TO DO:
Gather from the listing below each line that includes the word "Creates", and copy it.
** Opening DATA EXTRACTS block **
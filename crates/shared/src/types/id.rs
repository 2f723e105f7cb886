//! Typed IDs for type-safe entity references.
//!
//! Using typed IDs prevents accidentally passing an `InvoiceId` where a `JournalEntryId` is expected.

use serde::{Deserialize, Serialize};
use uuid::Uuid;

/// Macro to generate typed ID wrappers.
macro_rules! typed_id {
    ($name:ident, $doc:expr) => {
        #[doc = $doc]
        #[derive(Debug, Clone, Copy, PartialEq, Eq, PartialOrd, Ord, Hash, Serialize, Deserialize)]
        #[serde(transparent)]
        pub struct $name(pub Uuid);

        impl $name {
            /// Creates a new random ID using UUID v7 (time-ordered).
            #[must_use]
            pub fn new() -> Self {
                Self(Uuid::now_v7())
            }

            /// Creates an ID from an existing UUID.
            #[must_use]
            pub const fn from_uuid(uuid: Uuid) -> Self {
                Self(uuid)
            }

            /// Returns the inner UUID.
            #[must_use]
            pub const fn into_inner(self) -> Uuid {
                self.0
            }
        }

        impl Default for $name {
            fn default() -> Self {
                Self::new()
            }
        }

        impl std::fmt::Display for $name {
            fn fmt(&self, f: &mut std::fmt::Formatter<'_>) -> std::fmt::Result {
                write!(f, "{}", self.0)
            }
        }

        impl std::str::FromStr for $name {
            type Err = uuid::Error;

            fn from_str(s: &str) -> Result<Self, Self::Err> {
                Ok(Self(Uuid::parse_str(s)?))
            }
        }

        impl From<Uuid> for $name {
            fn from(uuid: Uuid) -> Self {
                Self(uuid)
            }
        }

        impl From<$name> for Uuid {
            fn from(id: $name) -> Self {
                id.0
            }
        }
    };
}

typed_id!(TenantId, "Unique identifier for a tenant (bookkeeping scope).");
typed_id!(UserId, "Unique identifier for an acting user.");
typed_id!(
    AccountId,
    "Unique identifier for a chart of accounts entry."
);
typed_id!(JournalEntryId, "Unique identifier for a journal entry.");
typed_id!(JournalLineId, "Unique identifier for a journal line.");
typed_id!(DepartmentId, "Unique identifier for a department tag on a journal line.");
typed_id!(CustomerId, "Unique identifier for a customer.");
typed_id!(InvoiceId, "Unique identifier for an accounts-receivable invoice.");
typed_id!(PaymentId, "Unique identifier for an accounts-receivable payment.");

#[cfg(test)]
mod tests {
    use super::*;
    use std::str::FromStr;

    #[test]
    fn test_typed_id_creation() {
        let id = JournalEntryId::new();
        assert!(!id.to_string().is_empty());
    }

    #[test]
    fn test_typed_id_from_uuid() {
        let uuid = Uuid::new_v4();
        let id = InvoiceId::from_uuid(uuid);
        assert_eq!(id.into_inner(), uuid);
        assert_eq!(Uuid::from(id), uuid);
    }

    #[test]
    fn test_typed_id_display() {
        let uuid = Uuid::new_v4();
        let id = TenantId::from_uuid(uuid);
        assert_eq!(format!("{id}"), uuid.to_string());
    }

    #[test]
    fn test_typed_id_from_str() {
        let uuid = Uuid::new_v4();
        let id = PaymentId::from_str(&uuid.to_string()).unwrap();
        assert_eq!(id.into_inner(), uuid);
        assert!(PaymentId::from_str("invalid").is_err());
    }

    #[test]
    fn test_typed_ids_are_time_ordered() {
        let first = JournalEntryId::new();
        let second = JournalEntryId::new();
        assert!(first <= second);
    }
}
** Closing DATA EXTRACTS block **
RESULT OF THE TASK:
            /// Creates a new random ID using UUID v7 (time-ordered).
            /// Creates an ID from an existing UUID.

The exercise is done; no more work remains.